Cependant, il y a des produits qui peuvent s’avérer dangereux. C’est le cas d’une plante dont la graine, très toxique peut avoir des effets contraceptifs pendant près d’un an. « Cet effet peut être interrompu à la suite d’une diarrhée », assure Pr Rokia Sanogo.

« Maternité saine » 

Selon la chercheuse, aujourd’hui, il y a une mauvaise approche du planning familial. « Une femme qui n’enfante pas est vue comme un problème », affirme-t-elle. Elle suggère plutôt de jouer sur le concept d’« une maternité saine » qui est plus facilement comprise par la femme.

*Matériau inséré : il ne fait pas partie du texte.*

// Error types for sslcheck
//
// Only the root configuration failure aborts an audit. Everything else is
// folded into per-item result records by the stage that hit it, so these
// variants mostly travel as the `error` text of those records.

use std::io;
use std::path::PathBuf;
use std::time::Duration;
use thiserror::Error;

/// Main error type for audit operations
#[derive(Debug, Error)]
pub enum AuditError {
    /// The root Apache configuration could not be read; no audit is possible
    #[error("Cannot read root configuration {path}: {source}")]
    RootConfigUnreadable {
        path: PathBuf,
        #[source]
        source: io::Error,
    },

    /// File system errors on included files, certificates or keys
    #[error("File system error: {path}: {source}")]
    FileSystemError {
        path: PathBuf,
        #[source]
        source: io::Error,
    },

    /// PEM armor present but not decodable
    #[error("PEM parsing error: {0}")]
    PemError(#[from] pem::PemError),

    /// DER payload is not an X.509 certificate
    #[error("Certificate parsing error: {details}")]
    CertificateParse { details: String },

    /// No key path was declared for the certificate
    #[error("No SSLCertificateKeyFile declared for {cert_path}")]
    MissingKeyPath { cert_path: PathBuf },

    /// Certificate public key does not correspond to the private key
    #[error("Certificate {cert_path} does not match key {key_path}")]
    KeyMismatch { cert_path: PathBuf, key_path: PathBuf },

    /// OpenSSL-specific errors
    #[error("OpenSSL error: {0}")]
    OpenSslError(#[from] openssl::error::ErrorStack),

    /// DNS resolution failed for the hostname
    #[error("DNS resolution failed for {hostname}: {details}")]
    DnsResolutionFailed { hostname: String, details: String },

    /// Connect plus handshake did not finish in time
    #[error("Connection to {target} timed out after {duration:?}")]
    ConnectionTimeout { target: String, duration: Duration },

    /// TLS handshake failed or is invalid
    #[error("Invalid TLS handshake: {details}")]
    InvalidHandshake { details: String },

    /// Invalid configuration file or parameters
    #[error("Invalid configuration: {message}")]
    ConfigError { message: String },

    /// Generic I/O error
    #[error("I/O error: {source}")]
    IoError {
        #[from]
        source: io::Error,
    },

    /// Generic error with context
    #[error("{0}")]
    Other(String),
}

impl From<rustls::Error> for AuditError {
    fn from(err: rustls::Error) -> Self {
        AuditError::InvalidHandshake {
            details: err.to_string(),
        }
    }
}

impl From<toml::de::Error> for AuditError {
    fn from(err: toml::de::Error) -> Self {
        AuditError::ConfigError {
            message: err.to_string(),
        }
    }
}

/// Helper macro for returning an `AuditError::Other`
#[macro_export]
macro_rules! audit_bail {
    ($msg:literal $(,)?) => {
        return Err($crate::error::AuditError::Other($msg.to_string()))
    };
    ($fmt:expr, $($arg:tt)*) => {
        return Err($crate::error::AuditError::Other(format!($fmt, $($arg)*)))
    };
}
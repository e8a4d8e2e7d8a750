// Directive scanning - line-anchored extraction of Apache directive values

use lazy_static::lazy_static;
use regex::Regex;
use std::path::{Path, PathBuf};

/// Apache directives the audit cares about
#[derive(Debug, Clone, Copy, PartialEq, Eq)]
pub enum Directive {
    Include,
    SslCertificateFile,
    SslCertificateKeyFile,
}

lazy_static! {
    // Keyword must start the line (after optional whitespace) and be followed by
    // blanks, so `#Include` and `IncludeOptional` never match. The value stops
    // at a double quote or end of line.
    static ref INCLUDE_RE: Regex =
        Regex::new(r#"(?m)^[[:space:]]*Include[ \t]+"?([^\n"]+)"?"#).unwrap();
    static ref SSL_CERTIFICATE_FILE_RE: Regex =
        Regex::new(r#"(?m)^[[:space:]]*SSLCertificateFile[ \t]+"?([^\n"]+)"?"#).unwrap();
    static ref SSL_CERTIFICATE_KEY_FILE_RE: Regex =
        Regex::new(r#"(?m)^[[:space:]]*SSLCertificateKeyFile[ \t]+"?([^\n"]+)"?"#).unwrap();
}

impl Directive {
    /// Directive keyword as written in httpd configuration
    pub fn keyword(&self) -> &'static str {
        match self {
            Directive::Include => "Include",
            Directive::SslCertificateFile => "SSLCertificateFile",
            Directive::SslCertificateKeyFile => "SSLCertificateKeyFile",
        }
    }

    fn regex(&self) -> &'static Regex {
        match self {
            Directive::Include => &INCLUDE_RE,
            Directive::SslCertificateFile => &SSL_CERTIFICATE_FILE_RE,
            Directive::SslCertificateKeyFile => &SSL_CERTIFICATE_KEY_FILE_RE,
        }
    }

    /// All values of this directive in `content`, in textual order
    pub fn find_all<'a>(&self, content: &'a str) -> Vec<&'a str> {
        self.regex()
            .captures_iter(content)
            .filter_map(|caps| caps.get(1))
            .map(|m| m.as_str().trim_end())
            .filter(|value| !value.is_empty())
            .collect()
    }
}

/// Resolve a directive value against the installation root
///
/// Absolute paths pass through untouched, relative ones are joined onto
/// `install_root`.
pub fn resolve_path(value: &str, install_root: &Path) -> PathBuf {
    let path = Path::new(value);
    if path.is_absolute() {
        path.to_path_buf()
    } else {
        install_root.join(path)
    }
}

#[cfg(test)]
mod tests {
    use super::*;

    #[test]
    fn test_include_quoted_and_unquoted() {
        let content = "ServerRoot \"/opt/bitnami/apache2\"\n\
                       Include conf/extra/httpd-ssl.conf\n\
                       \tInclude \"conf/bitnami/bitnami.conf\"\n";

        let includes = Directive::Include.find_all(content);
        assert_eq!(
            includes,
            vec!["conf/extra/httpd-ssl.conf", "conf/bitnami/bitnami.conf"]
        );
    }

    #[test]
    fn test_commented_and_prefixed_directives_ignored() {
        let content = "#Include conf/disabled.conf\n\
                       IncludeOptional conf/optional/*.conf\n\
                       # SSLCertificateFile old.pem\n";

        assert!(Directive::Include.find_all(content).is_empty());
        assert!(Directive::SslCertificateFile.find_all(content).is_empty());
    }

    #[test]
    fn test_keyword_matches_recognized_directive() {
        for directive in [
            Directive::Include,
            Directive::SslCertificateFile,
            Directive::SslCertificateKeyFile,
        ] {
            let line = format!("{} conf/value.conf\n", directive.keyword());
            assert_eq!(directive.find_all(&line), vec!["conf/value.conf"]);
        }
    }

    #[test]
    fn test_keyword_is_case_sensitive() {
        let content = "include conf/lower.conf\nINCLUDE conf/upper.conf\n";
        assert!(Directive::Include.find_all(content).is_empty());
    }

    #[test]
    fn test_cert_and_key_directives_are_distinct() {
        let content = "  SSLCertificateFile \"ssl/cert.pem\"\n  SSLCertificateKeyFile \"ssl/key.pem\"\n";

        assert_eq!(
            Directive::SslCertificateFile.find_all(content),
            vec!["ssl/cert.pem"]
        );
        assert_eq!(
            Directive::SslCertificateKeyFile.find_all(content),
            vec!["ssl/key.pem"]
        );
    }

    #[test]
    fn test_trailing_whitespace_and_crlf_trimmed() {
        let content = "SSLCertificateFile ssl/server.crt   \r\n";
        assert_eq!(
            Directive::SslCertificateFile.find_all(content),
            vec!["ssl/server.crt"]
        );
    }

    #[test]
    fn test_resolve_relative_path() {
        let resolved = resolve_path("ssl/cert.pem", Path::new("testdata/apache2/"));
        assert_eq!(resolved, PathBuf::from("testdata/apache2/ssl/cert.pem"));
    }

    #[test]
    fn test_resolve_absolute_path_unchanged() {
        let resolved = resolve_path("/etc/ssl/cert.pem", Path::new("/opt/bitnami/apache2"));
        assert_eq!(resolved, PathBuf::from("/etc/ssl/cert.pem"));
    }
}
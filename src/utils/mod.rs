// Utils module - Utility functions

pub mod network;
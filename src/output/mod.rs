// Output module - Report rendering (terminal, JSON)

use clap::ValueEnum;
use serde::{Deserialize, Serialize};

#[derive(Debug, Clone, Copy, PartialEq, Eq, Default, ValueEnum, Serialize, Deserialize)]
pub enum OutputFormat {
    /// Human-readable colored report
    #[default]
    Terminal,
    /// Machine-readable JSON document
    Json,
}

pub mod json;
pub mod terminal;
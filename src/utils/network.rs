// Network utilities - Probe targets and DNS resolution

use crate::error::AuditError;
use hickory_resolver::TokioAsyncResolver;
use hickory_resolver::config::*;
use hickory_resolver::system_conf::read_system_conf;
use std::fmt;
use std::net::{IpAddr, SocketAddr};
use tracing::warn;

/// Host and port of the deployment being probed
#[derive(Debug, Clone, PartialEq, Eq)]
pub struct Target {
    pub hostname: String,
    pub port: u16,
}

impl Target {
    pub fn new(hostname: impl Into<String>, port: u16) -> Self {
        Self {
            hostname: hostname.into(),
            port,
        }
    }

    /// Resolve to socket addresses, IPv4 first
    pub async fn socket_addrs(&self) -> Result<Vec<SocketAddr>, AuditError> {
        let ips = resolve_hostname(&self.hostname).await?;
        Ok(ips
            .into_iter()
            .map(|ip| SocketAddr::new(ip, self.port))
            .collect())
    }
}

impl fmt::Display for Target {
    fn fmt(&self, f: &mut fmt::Formatter<'_>) -> fmt::Result {
        if self.hostname.contains(':') {
            write!(f, "[{}]:{}", self.hostname, self.port)
        } else {
            write!(f, "{}:{}", self.hostname, self.port)
        }
    }
}

/// Resolve hostname to IP addresses
pub async fn resolve_hostname(hostname: &str) -> Result<Vec<IpAddr>, AuditError> {
    // Check if it's already an IP address
    if let Ok(ip) = hostname.parse::<IpAddr>() {
        return Ok(vec![ip]);
    }

    let (config, options) = resolver_config();
    let resolver = TokioAsyncResolver::tokio(config, options);

    let response = resolver
        .lookup_ip(hostname)
        .await
        .map_err(|e| AuditError::DnsResolutionFailed {
            hostname: hostname.to_string(),
            details: e.to_string(),
        })?;

    let ips: Vec<IpAddr> = response.iter().collect();

    if ips.is_empty() {
        return Err(AuditError::DnsResolutionFailed {
            hostname: hostname.to_string(),
            details: "no addresses returned".to_string(),
        });
    }

    Ok(ips)
}

/// Host DNS configuration (resolv.conf nameservers and search domains)
///
/// Falls back to hickory's default upstream servers when the system
/// configuration cannot be read.
fn resolver_config() -> (ResolverConfig, ResolverOpts) {
    read_system_conf().unwrap_or_else(|e| {
        warn!("Cannot read system DNS configuration, using defaults: {}", e);
        (ResolverConfig::default(), ResolverOpts::default())
    })
}
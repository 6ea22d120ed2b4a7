use crate::compliance::domain::{InstanceId, InstanceRecord, RecordUpdate};
use crate::shared::Result;
use async_trait::async_trait;
use futures::stream::{BoxStream, Stream, StreamExt};
use std::pin::Pin;
use std::sync::Arc;
use std::task::{Context, Poll};
use tokio::sync::watch;
use tokio_stream::wrappers::WatchStream;

/// Full catalog contents at one point in time, sorted by instance id
pub type CatalogSnapshot = Arc<Vec<InstanceRecord>>;

/// InstanceCatalog port for the persisted instance collection
///
/// Records are keyed by [`InstanceId`]. Mutations are either a create of a
/// brand-new record or a field-group update of an existing one; nothing
/// deletes records.
#[async_trait]
pub trait InstanceCatalog: Send + Sync {
    /// Inserts a new record
    ///
    /// # Errors
    /// Returns [`crate::shared::error::ComplianceError::DuplicateInstance`]
    /// if a record with the same id already exists
    async fn create(&self, record: InstanceRecord) -> Result<()>;

    /// Applies a field-group update to an existing record and returns the result
    ///
    /// # Errors
    /// Returns [`crate::shared::error::ComplianceError::InstanceNotFound`]
    /// if no record has this id
    async fn update(&self, instance_id: &InstanceId, update: RecordUpdate)
        -> Result<InstanceRecord>;

    async fn get(&self, instance_id: &InstanceId) -> Result<Option<InstanceRecord>>;

    /// Returns all records sorted by instance id
    async fn list(&self) -> Result<Vec<InstanceRecord>>;

    /// Opens a live subscription; the current snapshot is delivered first
    fn subscribe(&self) -> CatalogSubscription;
}

#[async_trait]
impl<T: InstanceCatalog + ?Sized> InstanceCatalog for Arc<T> {
    async fn create(&self, record: InstanceRecord) -> Result<()> {
        (**self).create(record).await
    }

    async fn update(
        &self,
        instance_id: &InstanceId,
        update: RecordUpdate,
    ) -> Result<InstanceRecord> {
        (**self).update(instance_id, update).await
    }

    async fn get(&self, instance_id: &InstanceId) -> Result<Option<InstanceRecord>> {
        (**self).get(instance_id).await
    }

    async fn list(&self) -> Result<Vec<InstanceRecord>> {
        (**self).list().await
    }

    fn subscribe(&self) -> CatalogSubscription {
        (**self).subscribe()
    }
}

/// Stream of catalog snapshots, one per visible change
///
/// Backed by a watch channel: a slow consumer skips intermediate snapshots
/// but always observes the latest one. Dropping the subscription (or calling
/// [`CatalogSubscription::unsubscribe`]) detaches it from the store.
pub struct CatalogSubscription {
    inner: BoxStream<'static, CatalogSnapshot>,
}

impl CatalogSubscription {
    pub fn new(receiver: watch::Receiver<CatalogSnapshot>) -> Self {
        Self {
            inner: WatchStream::new(receiver).boxed(),
        }
    }

    pub fn unsubscribe(self) {
        drop(self);
    }
}

impl std::fmt::Debug for CatalogSubscription {
    fn fmt(&self, f: &mut std::fmt::Formatter<'_>) -> std::fmt::Result {
        f.debug_struct("CatalogSubscription").finish_non_exhaustive()
    }
}

impl Stream for CatalogSubscription {
    type Item = CatalogSnapshot;

    fn poll_next(mut self: Pin<&mut Self>, cx: &mut Context<'_>) -> Poll<Option<Self::Item>> {
        self.inner.as_mut().poll_next(cx)
    }
}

Cela lui permettra de préserver sa santé, allaiter son enfant, espacer ses grossesses et récupérer ses forces. « Si on aborde le planning familial avec l’idée d’espacer les naissances, plutôt que de diminuer le nombre d’enfant, il aurait eu plus de succès », soutient-elle.

Dans la tradition, on utilise des mots comme « sérré mousso » pour taquiner les femmes qui ont des grossesses rapprochées. Pour souligner le fait qu’elles n’arrivent pas à se « tenir » vis-à-vis de leurs maris. « Les gens savaient que les grossesses rapprochées pouvaient avoir un impact sur la santé de la mère, de son bébé qui ne sera pas bien allaité, au risque de perdre sa vie. Être ‘’sérré moussou’’ est vu comme un problème dans la société traditionnelle africaine », ajoute Pr Rokia Sanogo.

Le département de médecine traditionnelle de l’INRSP possède un riche répertoire développé en collaboration avec des tradi-thérapeutes et des accoucheuses traditionnelles. Il est plus orienté vers la recherche et le recensement des produits qui interviennent contre les infections sexuellement transmissibles et les questions d’infertilité. Notamment les hépatites que la médecine conventionnelle n’arrive toujours pas à soigner, mais qui sont  bien traitées par la médecine traditionnelle. « Malheureusement les gens viennent vers nous, en phase terminale de leur maladie, ce qui laisse une faible possibilité de succès », déplore Pr Rokia Sanogo.